É preciso sublinhar que as considerações precedentes concernem especialmente aquilo que optaremos por nomear como dor física para aludir a dor que acomete o corpo em sua concretude ou, em outras palavras, o organismo em sua dimensão material. Esta designação não deixa de ser um tanto quanto artificial, pois a dor física está relacionada, de diversas maneiras, a questões de ordem emocional, em termos de suas causas ou efeitos. Além disso, a Psicanálise pressupõe, desde a ruptura epistemológica introduzida por Freud a partir de suas descobertas sobre a histeria, que o psíquico e o somático se entrecruzam. Porém, entendemos que a referida opção se justifica para tornar patente que, no presente estudo, não nos ocuparemos diretamente de um tipo de dor que se expressa primordialmente no plano mental e, assim, ser qualificada como dor psíquica. Em contraste com a dor psíquica, a dor física, sobretudo crônica, passou a se afigurar como um tema de maior interesse para a Psicologia apenas a partir do reconhecimento da subjetividade inerente a tal fenômeno, o que evidencia a relevância do recorte estabelecido nesta oportunidade.

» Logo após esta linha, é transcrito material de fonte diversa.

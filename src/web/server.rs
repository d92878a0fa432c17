use axum::{routing::delete, routing::get, routing::post, Router};
use std::sync::Arc;
use tokio::sync::{mpsc, Mutex};
use tower_http::cors::{Any, CorsLayer};
use tower_http::trace::TraceLayer;
use utoipa::OpenApi;
use utoipa_swagger_ui::SwaggerUi;

use crate::backend::HttpEchoBackend;
use crate::config::Config;
use crate::tracker::{Tracker, TrackerEvent};

use super::api::orbit as orbit_handlers;
use super::api::swaths as swath_handlers;
use super::api::tracking as tracking_handlers;
use super::api_doc::ApiDoc;

#[derive(Clone)]
pub struct AppState {
    pub config: Arc<Config>,
    pub tracker: Arc<Mutex<Tracker>>,
    pub simulator: Option<HttpEchoBackend>,
}

impl AppState {
    pub fn new(config: Config) -> (Self, mpsc::UnboundedReceiver<TrackerEvent>) {
        let (tracker, events) =
            Tracker::new(config.tracking.max_swaths, config.echo_backend());
        let state = AppState {
            simulator: config.http_backend(),
            config: Arc::new(config),
            tracker: Arc::new(Mutex::new(tracker)),
        };
        (state, events)
    }
}

pub fn router(state: AppState) -> Router {
    let cors = CorsLayer::new()
        .allow_origin(Any)
        .allow_methods(Any)
        .allow_headers(Any);

    Router::new()
        // Tracking
        .route("/api/tracking/start", post(tracking_handlers::start))
        .route("/api/tracking/stop", post(tracking_handlers::stop))
        .route("/api/tracking/status", get(tracking_handlers::status))
        // Swaths
        .route("/api/swaths", get(swath_handlers::list_swaths))
        .route("/api/swaths/count", get(swath_handlers::count_swaths))
        .route("/api/swaths/static", post(swath_handlers::add_static))
        .route("/api/swaths/custom", post(swath_handlers::add_custom))
        .route("/api/swaths/path", post(swath_handlers::add_path))
        .route(
            "/api/swaths/backend/{simulation_id}",
            post(swath_handlers::import_backend_swaths),
        )
        .route("/api/swaths/{id}", delete(swath_handlers::remove_swath))
        // Groups
        .route("/api/groups", get(swath_handlers::list_groups))
        .route("/api/groups/{id}/swaths", get(swath_handlers::group_swaths))
        .route("/api/groups/{id}", delete(swath_handlers::remove_group))
        // Orbit
        .route("/api/orbit/position", get(orbit_handlers::position))
        // OpenAPI / Swagger
        .merge(SwaggerUi::new("/swagger-ui").url("/api-doc/openapi.json", ApiDoc::openapi()))
        // Middleware
        .layer(cors)
        .layer(TraceLayer::new_for_http())
        .with_state(state)
}

/// Drains tracker events into the log until the tracker is dropped.
pub async fn log_events(mut events: mpsc::UnboundedReceiver<TrackerEvent>) {
    while let Some(event) = events.recv().await {
        match event {
            TrackerEvent::SwathAdded(swath) => log::debug!("swath {} added", swath.id),
            TrackerEvent::SwathsRemoved(ids) => log::debug!("{} swaths removed", ids.len()),
            TrackerEvent::PulseAdded { pulse_id, swath_id } => {
                log::debug!("pulse {} for {}", pulse_id, swath_id)
            }
            TrackerEvent::BatchProcessed {
                pulses, response, ..
            } => log::info!(
                "batch of {} pulses simulated, shape {:?}",
                pulses,
                response.shape
            ),
            TrackerEvent::BatchFailed { pulses, error, .. } => {
                log::warn!("batch of {} pulses failed: {}", pulses, error)
            }
            TrackerEvent::AutoStopped { session } => {
                log::info!("session {} auto-stopped", session)
            }
        }
    }
}

pub async fn run_server(config: Config) -> std::io::Result<()> {
    let bind_addr = config.web.bind.clone();
    let (state, events) = AppState::new(config);
    tokio::spawn(log_events(events));

    let app = router(state);

    log::info!("Starting server on {}", bind_addr);

    let listener = tokio::net::TcpListener::bind(&bind_addr).await?;
    axum::serve(listener, app).await
}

A exemplo de Besset (2014), Minatti (2012), Cardoso e Paraboni (2010) e Taylor (2008), dentre outros autores, entendemos que a Psicanálise é capaz de fornecer elementos proveitosos tanto para a apreensão teórica quanto para o manejo clínico dos aspectos subjetivos da dor física. É interessante observar que a exploração das relações entre o funcionamento psíquico e o funcionamento orgânico foi crucial para o desenvolvimento do pensamento freudiano. Contudo, o próprio criador da Psicanálise não dedicou nenhum de seus estudos especificamente à dor física, tendo abordado o assunto apenas pontualmente em diferentes publicações com outras temáticas. De qualquer maneira, é possível afirmar que Freud estabeleceu pressupostos essenciais para o entendimento do fenômeno em questão pela ótica da chamada "ciência dos processos mentais inconscientes" (Freud, 1996e, p. 254).
Justamente por essa razão, tanto no contexto nacional quanto internacional, autores como Santos e Rudge (2014) e Rocha (2011), por um lado, e Nasio (2008) e Fleming (2003), por outro, vêm se dedicando ao estabelecimento de um panorama das formulações de Freud a esse respeito, privilegiando, nessa empreitada, alguns de seus textos em detrimento de outros. Assumindo tais premissas, o presente estudo tem como objetivo sintetizar e discutir as primeiras contribuições metapsicológicas freudianas para a compreensão dos aspectos subjetivos da dor física. Diante desse objetivo, nos deteremos aos textos "Sobre o narcisismo: uma introdução", "Repressão", "Os instintos e suas vicissitudes" e "Luto e melancolia". Tal opção se deve a três motivos principais: em primeiro lugar, porque, embora tenha contemplado a temática antes da publicação das referidas obras, Freud o fez recorrendo a uma terminologia neurológica, pois ainda não havia estabelecido os postulados psicanalíticos fundamentais. Em segundo, porque os textos selecionados para esta oportunidade não foram objeto de um exame pormenorizado em publicações prévias. Por fim, em terceiro lugar, porque foram redigidos originalmente no mesmo período, entre 1914 e 1915, pelo que veiculam formulações que se articulam entre si.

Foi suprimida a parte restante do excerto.